Significant Disruption
The scale of the disruption to British travellers has been significant. Around 104,000 Britons registered with the Foreign Office for assistance in the early days of the conflict, with the government acknowledging that hundreds of thousands of UK citizens were in the affected region. What caught many travellers off guard was not proximity to the conflict, but distance from it. Holidaymakers returning from Bali, Bangkok, and Sydney found their journeys home collapsing because their flights connected through Dubai or Doha. With Gulf airspace closed, their standard policies offered little or nothing in return.

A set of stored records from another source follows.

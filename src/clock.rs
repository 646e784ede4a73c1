use chrono::DateTime;
use chrono::Utc;

/// Source of wall-clock time for expiry decisions.
///
/// Token expiry and key set expiry are both judged against this clock, so a
/// verifier can be driven with a fixed time in tests.
pub trait Clock: Send + Sync {
    fn now(&self) -> DateTime<Utc>;
}

/// The system wall clock.
#[derive(Debug, Clone, Copy, Default)]
pub struct SystemClock;

impl Clock for SystemClock {
    fn now(&self) -> DateTime<Utc> {
        Utc::now()
    }
}
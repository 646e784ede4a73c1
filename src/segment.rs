use base64::engine::general_purpose::URL_SAFE_NO_PAD;
use base64::Engine;
use serde::de::DeserializeOwned;

use crate::claims::TokenClaims;
use crate::claims::TokenHeader;
use crate::error::Malformed;
use crate::error::SegmentKind;

/// A compact token split into its segments, with header and claims decoded.
///
/// The raw segments are kept as they appeared in the input since the
/// signature covers those exact bytes. The signature segment is left encoded.
#[derive(Debug)]
pub(crate) struct DecodedToken<'a> {
    pub(crate) header_segment: &'a str,
    pub(crate) claims_segment: &'a str,
    pub(crate) signature_segment: &'a str,
    pub(crate) header: TokenHeader,
    pub(crate) claims: TokenClaims,
}

/// Split a compact token and decode its header and claims.
///
/// No semantic checks happen here.
pub(crate) fn decode(token: &str) -> Result<DecodedToken<'_>, Malformed> {
    let segments: Vec<&str> = token.split('.').collect();

    let &[header_segment, claims_segment, signature_segment] = segments.as_slice() else {
        return Err(Malformed::SegmentCount(segments.len()));
    };

    let header = decode_segment(header_segment, SegmentKind::Header)?;
    let claims = decode_segment(claims_segment, SegmentKind::Claims)?;

    Ok(DecodedToken {
        header_segment,
        claims_segment,
        signature_segment,
        header,
        claims,
    })
}

fn decode_segment<T: DeserializeOwned>(segment: &str, kind: SegmentKind) -> Result<T, Malformed> {
    let bytes = URL_SAFE_NO_PAD
        .decode(segment)
        .map_err(|error| Malformed::Encoding(kind, error))?;

    serde_json::from_slice(&bytes).map_err(|error| Malformed::Json(kind, error))
}

#[cfg(test)]
mod tests {
    use super::*;

    fn encode(json: &str) -> String {
        URL_SAFE_NO_PAD.encode(json)
    }

    fn token(header: &str, claims: &str, signature: &str) -> String {
        format!("{}.{}.{}", encode(header), encode(claims), signature)
    }

    #[test]
    fn decodes_header_and_claims_without_touching_signature() {
        let token = token(
            r#"{"alg":"RS256","kid":"abc","typ":"JWT"}"#,
            r#"{"sub":"user-1","aud":"books","exp":10}"#,
            "not*base64*at*all",
        );

        let decoded = decode(&token).unwrap();
        assert_eq!(decoded.header.alg, "RS256");
        assert_eq!(decoded.header.kid, "abc");
        assert_eq!(decoded.claims.subject.sub, "user-1");
        assert_eq!(decoded.claims.aud, "books");
        assert_eq!(decoded.signature_segment, "not*base64*at*all");
    }

    #[test]
    fn keeps_raw_segments() {
        let token = token(r#"{"alg":"RS256"}"#, r#"{"sub":"s"}"#, "c2ln");
        let decoded = decode(&token).unwrap();

        let rebuilt = format!(
            "{}.{}.{}",
            decoded.header_segment, decoded.claims_segment, decoded.signature_segment
        );
        assert_eq!(rebuilt, token);
    }

    #[test]
    fn rejects_wrong_segment_count() {
        assert!(matches!(decode("abc"), Err(Malformed::SegmentCount(1))));
        assert!(matches!(decode("a.b"), Err(Malformed::SegmentCount(2))));
        assert!(matches!(decode("a.b.c.d"), Err(Malformed::SegmentCount(4))));
    }

    #[test]
    fn semantically_empty_token_still_decodes() {
        let token = token("{}", "{}", "");
        let decoded = decode(&token).unwrap();
        assert!(decoded.header.kid.is_empty());
        assert_eq!(decoded.claims.exp, 0);
    }

    #[test]
    fn rejects_non_base64url_header() {
        let token = format!("{}.{}.sig", "eyJ+/=", encode("{}"));
        assert!(matches!(
            decode(&token),
            Err(Malformed::Encoding(SegmentKind::Header, _))
        ));
    }

    #[test]
    fn rejects_padded_segments() {
        // "{}" encodes to "e30" and would be "e30=" with padding
        let token = format!("e30=.{}.sig", encode("{}"));
        assert!(matches!(
            decode(&token),
            Err(Malformed::Encoding(SegmentKind::Header, _))
        ));
    }

    #[test]
    fn rejects_non_json_claims() {
        let token = format!("{}.{}.sig", encode("{}"), encode("not json"));
        assert!(matches!(
            decode(&token),
            Err(Malformed::Json(SegmentKind::Claims, _))
        ));
    }

    #[test]
    fn rejects_claims_with_wrong_types() {
        let token = token("{}", r#"{"exp":"tomorrow"}"#, "sig");
        assert!(matches!(
            decode(&token),
            Err(Malformed::Json(SegmentKind::Claims, _))
        ));
    }
}
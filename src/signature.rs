use base64::engine::general_purpose::URL_SAFE_NO_PAD;
use base64::Engine;
use jsonwebtoken::crypto;
use jsonwebtoken::Algorithm;
use jsonwebtoken::DecodingKey;

use crate::error::Rejection;

/// Verify the RS256 signature of a token against a resolved key.
///
/// The signing input is `header_segment + "." + claims_segment` exactly as
/// they appeared in the token. The signature is SHA-256 with RSA PKCS#1 v1.5.
pub(crate) fn verify(
    header_segment: &str,
    claims_segment: &str,
    signature_segment: &str,
    key: &DecodingKey,
) -> Result<(), Rejection> {
    // An undecodable signature is reported separately from a mismatch
    URL_SAFE_NO_PAD
        .decode(signature_segment)
        .map_err(|_| Rejection::SignatureEncoding)?;

    let signing_input = format!("{header_segment}.{claims_segment}");

    if crypto::verify(
        signature_segment,
        signing_input.as_bytes(),
        key,
        Algorithm::RS256,
    )? {
        Ok(())
    } else {
        Err(Rejection::SignatureMismatch)
    }
}
//! # Securetoken
//!
//! Verification of Firebase ID tokens (JWTs issued by `securetoken.google.com`)
//! without a vendor SDK.
//!
//! ## Features
//!
//! - Compact JWT decoding with a strict RS256 header check
//! - Subject, audience, issuer and expiration validation against a Firebase project
//! - RSA PKCS#1 v1.5 / SHA-256 signature verification
//! - Signing certificates fetched from Google and cached for as long as the
//!   response's `Cache-Control: max-age` allows
//! - One forced refresh when a token names an unknown key id, to pick up key rotation
//!
//! Verification fails with one of two kinds of error: [`Error::InvalidToken`]
//! when the input is not a well-formed token, and [`Error::Unauthorized`] when
//! it is well formed but must not be trusted.
//!
//! ## Example
//!
//! ```rust,no_run
//! use securetoken::{IdTokenVerifier, VerifierConfig, VerifyIdToken};
//! use std::time::Duration;
//!
//! #[tokio::main]
//! async fn main() -> Result<(), Box<dyn std::error::Error>> {
//!     let config = VerifierConfig::new("my-firebase-project")
//!         .with_request_timeout(Duration::from_secs(5));
//!
//!     let verifier = IdTokenVerifier::new(config)?;
//!
//!     let token = "eyJhbGciOiJSUzI1NiIsImtpZCI6Ii4uLiJ9...";
//!     let identity = verifier.verify_id_token(token).await?;
//!
//!     println!("User: {}", identity.user_id);
//!     println!("Email: {} (verified: {})", identity.email, identity.email_verified);
//!
//!     Ok(())
//! }
//! ```

mod claims;
mod clock;
mod config;
mod error;
mod extractor;
mod key_cache;
mod segment;
mod signature;
mod verifier;

// Re-exports for public API
pub use claims::SubjectClaims;
pub use claims::TokenClaims;
pub use claims::TokenHeader;
pub use claims::ISSUER_PREFIX;
pub use clock::Clock;
pub use clock::SystemClock;
pub use config::ConfigError;
pub use config::VerifierConfig;
pub use config::CERTIFICATES_URL;
pub use error::Error;
pub use error::KeyCacheError;
pub use error::Malformed;
pub use error::Rejection;
pub use error::Result;
pub use error::SegmentKind;
pub use extractor::bearer_token;
pub use key_cache::CertificateBundle;
pub use key_cache::CertificateSource;
pub use key_cache::HttpCertificateSource;
pub use key_cache::KeyCache;
pub use verifier::IdTokenVerifier;
pub use verifier::Identity;
pub use verifier::VerifyIdToken;
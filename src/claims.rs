use serde::Deserialize;
use serde::Deserializer;

use crate::error::Malformed;
use crate::error::Rejection;
use crate::error::Result;

/// Issuer prefix of every Firebase ID token; the project id is appended.
pub const ISSUER_PREFIX: &str = "https://securetoken.google.com/";

const SUPPORTED_ALGORITHM: &str = "RS256";

/// JOSE header of an ID token
#[derive(Debug, Clone, Default, Deserialize)]
#[serde(default)]
pub struct TokenHeader {
    /// Signing algorithm
    #[serde(deserialize_with = "null_as_default")]
    pub alg: String,
    /// Id of the key that signed the token
    #[serde(deserialize_with = "null_as_default")]
    pub kid: String,
    /// Token type, usually "JWT"
    #[serde(deserialize_with = "null_as_default")]
    pub typ: String,
}

impl TokenHeader {
    /// Check the header can only describe an RS256 signature made by a named
    /// key, returning that key id.
    pub(crate) fn validated_key_id(&self) -> std::result::Result<&str, Malformed> {
        if self.alg != SUPPORTED_ALGORITHM {
            return Err(Malformed::AlgorithmNotSupported(self.alg.clone()));
        }

        if self.kid.is_empty() {
            return Err(Malformed::KeyIdMissing);
        }

        Ok(&self.kid)
    }
}

/// The two claims that can identify the user.
///
/// Firebase always sets `sub`, and additionally sets `user_id` which can carry
/// a differently formatted internal id. When `user_id` is present and
/// non-empty it takes precedence over `sub`.
#[derive(Debug, Clone, Default, Deserialize)]
#[serde(default)]
pub struct SubjectClaims {
    #[serde(deserialize_with = "null_as_default")]
    pub sub: String,
    pub user_id: Option<String>,
}

impl SubjectClaims {
    /// The user id the rest of the system should use.
    pub fn effective_user_id(&self) -> &str {
        match self.user_id.as_deref() {
            Some(user_id) if !user_id.is_empty() => user_id,
            _ => &self.sub,
        }
    }
}

/// Payload of a Firebase ID token
///
/// Missing claims deserialize to their empty values and are rejected during
/// validation where they matter.
#[derive(Debug, Clone, Default, Deserialize)]
#[serde(default)]
pub struct TokenClaims {
    /// Audience - the Firebase project id
    #[serde(deserialize_with = "null_as_default")]
    pub aud: String,
    /// Issuer - `https://securetoken.google.com/<project id>`
    #[serde(deserialize_with = "null_as_default")]
    pub iss: String,
    /// Expiration time as Unix timestamp
    #[serde(deserialize_with = "null_as_default")]
    pub exp: i64,
    /// Issued at as Unix timestamp
    #[serde(deserialize_with = "null_as_default")]
    pub iat: i64,
    #[serde(deserialize_with = "null_as_default")]
    pub email: String,
    #[serde(deserialize_with = "null_as_default")]
    pub name: String,
    #[serde(deserialize_with = "null_as_default")]
    pub email_verified: bool,
    #[serde(flatten)]
    pub subject: SubjectClaims,
}

/// Treats an explicit JSON `null` like an absent field.
fn null_as_default<'de, D, T>(deserializer: D) -> std::result::Result<T, D::Error>
where
    D: Deserializer<'de>,
    T: Default + Deserialize<'de>,
{
    Ok(Option::<T>::deserialize(deserializer)?.unwrap_or_default())
}

/// Checks decoded claims against the configured project.
#[derive(Debug, Clone)]
pub(crate) struct ClaimsValidator {
    project_id: String,
    expected_issuer: String,
}

impl ClaimsValidator {
    pub(crate) fn new(project_id: &str) -> Self {
        Self {
            project_id: project_id.to_string(),
            expected_issuer: format!("{ISSUER_PREFIX}{project_id}"),
        }
    }

    /// Validate claims in order: subject, audience, issuer, expiry.
    ///
    /// `now` is a Unix timestamp. A token whose `exp` equals `now` is still
    /// valid; there is no leeway beyond that.
    pub(crate) fn validate(&self, claims: &TokenClaims, now: i64) -> Result<()> {
        if claims.subject.sub.is_empty() {
            return Err(Malformed::SubjectMissing.into());
        }

        if claims.aud != self.project_id {
            return Err(Rejection::WrongAudience(claims.aud.clone()).into());
        }

        if claims.iss != self.expected_issuer {
            return Err(Rejection::WrongIssuer(claims.iss.clone()).into());
        }

        if claims.exp == 0 {
            return Err(Rejection::ExpirationMissing.into());
        }

        if now > claims.exp {
            return Err(Rejection::TokenExpired(claims.exp).into());
        }

        Ok(())
    }
}
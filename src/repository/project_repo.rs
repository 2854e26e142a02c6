// ==========================================
// Portal IntraAMVALI - Repositório de projetos
// ==========================================
// Responsabilidade: persistência de Project + consultas agregadas
// Concorrência: lock otimista via coluna revision (CAS no UPDATE)
// ==========================================
// Regras atendidas em transação (atomicidade):
// - criação compromete estrelas no saldo do município
// - conclusão libera estrelas e incrementa completed_projects
// - alocação regrava a equipe e recalcula active_projects dos técnicos
//   afetados sem estado intermediário observável
// ==========================================

use crate::domain::project::{Project, ProjectStage};
use crate::domain::technician::AssignedProjectRef;
use crate::domain::types::{Complexity, ProjectStatus, ProjectType};
use crate::repository::error::{RepositoryError, RepositoryResult};
use chrono::{DateTime, Utc};
use rusqlite::{params, Connection, Row, Transaction};
use std::collections::HashMap;
use std::sync::{Arc, Mutex};

const PROJECT_COLUMNS: &str = r#"id, title, description, project_type, municipality_id,
    municipality_name, priority, complexity, impact_score, urgency_score, cost_score,
    ipr_score, status, paused_from, stages_json, progress_percent, assigned_team_json,
    location, scope, purpose, estimated_deadline, ai_justification, created_at,
    updated_at, revision"#;

/// Limites revalidados dentro da transação de criação
#[derive(Debug, Clone, Copy)]
pub struct CreationBudget {
    /// Orçamento de estrelas da área técnica do município
    pub star_budget: i32,
    /// Máximo de projetos ativos simultâneos para a prioridade pedida
    pub simultaneous_limit: i64,
}

// ==========================================
// ProjectRepository
// ==========================================
pub struct ProjectRepository {
    conn: Arc<Mutex<Connection>>,
}
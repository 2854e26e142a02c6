// ==========================================
// Portal IntraAMVALI - Repositório de técnicos
// ==========================================
// active_projects é recalculado pelas transações de alocação
// (ProjectRepository::apply_allocation_cas); aqui cadastro e leitura.
// ==========================================

use crate::domain::technician::Technician;
use crate::domain::types::ProjectType;
use crate::repository::error::{RepositoryError, RepositoryResult};
use rusqlite::{params, Connection, Row};
use std::sync::{Arc, Mutex};

const TECHNICIAN_COLUMNS: &str =
    "id, name, email, specialties_json, workload_hours, active_projects, created_at";

pub struct TechnicianRepository {
    conn: Arc<Mutex<Connection>>,
}

impl TechnicianRepository {
    pub fn new(conn: Arc<Mutex<Connection>>) -> Self {
        Self { conn }
    }

    fn get_conn(&self) -> RepositoryResult<std::sync::MutexGuard<'_, Connection>> {
        self.conn
            .lock()
            .map_err(|e| RepositoryError::LockError(e.to_string()))
    }

    pub fn insert(&self, technician: &Technician) -> RepositoryResult<()> {
        let conn = self.get_conn()?;
        conn.execute(
            r#"INSERT INTO technician (
                id, name, email, specialties_json, workload_hours,
                active_projects, created_at
            ) VALUES (?1, ?2, ?3, ?4, ?5, ?6, ?7)"#,
            params![
                &technician.id,
                &technician.name,
                &technician.email,
                serde_json::to_string(&technician.specialties)?,
                technician.workload_hours,
                technician.active_projects,
                &technician.created_at,
            ],
        )?;
        Ok(())
    }

    pub fn find_by_id(&self, id: &str) -> RepositoryResult<Option<Technician>> {
        let conn = self.get_conn()?;
        let sql = format!("SELECT {} FROM technician WHERE id = ?1", TECHNICIAN_COLUMNS);
        match conn.query_row(&sql, params![id], |row| Self::map_row(row)) {
            Ok(t) => Ok(Some(t)),
            Err(rusqlite::Error::QueryReturnedNoRows) => Ok(None),
            Err(e) => Err(e.into()),
        }
    }

    pub fn list(&self) -> RepositoryResult<Vec<Technician>> {
        let conn = self.get_conn()?;
        let sql = format!("SELECT {} FROM technician ORDER BY name ASC", TECHNICIAN_COLUMNS);
        let mut stmt = conn.prepare(&sql)?;
        let rows = stmt.query_map([], |row| Self::map_row(row))?;
        Ok(rows.collect::<Result<Vec<_>, _>>()?)
    }

    /// Verifica existência de todos os ids; retorna os ausentes
    pub fn find_missing(&self, ids: &[String]) -> RepositoryResult<Vec<String>> {
        let mut missing = Vec::new();
        for id in ids {
            if self.find_by_id(id)?.is_none() {
                missing.push(id.clone());
            }
        }
        Ok(missing)
    }

    fn map_row(row: &Row<'_>) -> rusqlite::Result<Technician> {
        let specialties_json: String = row.get(3)?;
        let specialties: Vec<ProjectType> = serde_json::from_str(&specialties_json)
            .map_err(|e| {
                rusqlite::Error::InvalidColumnType(3, e.to_string(), rusqlite::types::Type::Text)
            })?;

        Ok(Technician {
            id: row.get(0)?,
            name: row.get(1)?,
            email: row.get(2)?,
            specialties,
            workload_hours: row.get(4)?,
            active_projects: row.get(5)?,
            created_at: row.get(6)?,
        })
    }
}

Standard travel insurance was designed with a specific set of risks in mind: illness, theft, missed departures, and cancellation due to personal circumstances. War exclusion clauses, present in almost every off-the-shelf policy, exist because conflict is simply not a risk that standard products are priced or structured to cover. The result is not that insurers have acted unfairly; it is that millions of travellers have been travelling with a product that was never built for this scenario, without knowing it.
War Exclusion
Craig Morgan, specialist from insurance broker SJL, said the Iran crisis has made visible a protection gap that the industry has long been aware of, but that consumers are only now confronting.
“Standard travel insurance does exactly what it says on the tin, but most people do not realise how narrow that tin actually is,” he said. “War exclusion clauses are broad by design, and they apply even when you are thousands of miles from the conflict. A family flying home from Australia via Dubai is caught by the same clause as someone who was physically in the region.”
“What this crisis has really shown is that the way most Britons buy travel insurance, quickly, at the cheapest price, often as an add-on at checkout, does not reflect the complexity of how they actually travel. Connecting through Gulf hubs, booking long-haul trips months in advance, travelling to multiple countries on one itinerary: these are scenarios where standard cover has real limitations.”
“The good news is that specialist cover does exist for scenarios like this,” Morgan said. “Policies that include broader curtailment, travel disruption, and missed connection cover give travellers a much stronger safety net when the unexpected happens on a global scale. The Iran crisis is a prompt to have that conversation before the next trip, not after.”
FCDO Advice
The FCDO advises all travellers to check country-specific guidance before booking and again before departure. Travellers with complex itineraries, long-haul routing through higher-risk hubs, or trips to regions with elevated FCDO risk ratings are encouraged to seek specialist advice on appropriate cover rather than defaulting to standard annual or checkout policies.
Before you travel on a complex itinerary, specialists advise:
- Check the full routing of your journey, not just your final destination. If any leg transits a higher-risk region, your standard policy may not cover indirect disruption
- Review your policy’s war and civil unrest exclusion clause. These typically apply to any loss arising directly or indirectly from conflict, regardless of where you physically are
- Ask your broker specifically about travel disruption and missed connection cover, which are separate from standard cancellation and curtailment sections.
- Consider whether a specialist policy is more appropriate than a standard annual policy if you travel long-haul regularly or rely on hub connections.
- Check FCDO travel advice before you book and again before you fly, as changes in official advice can affect both your plans and your cover.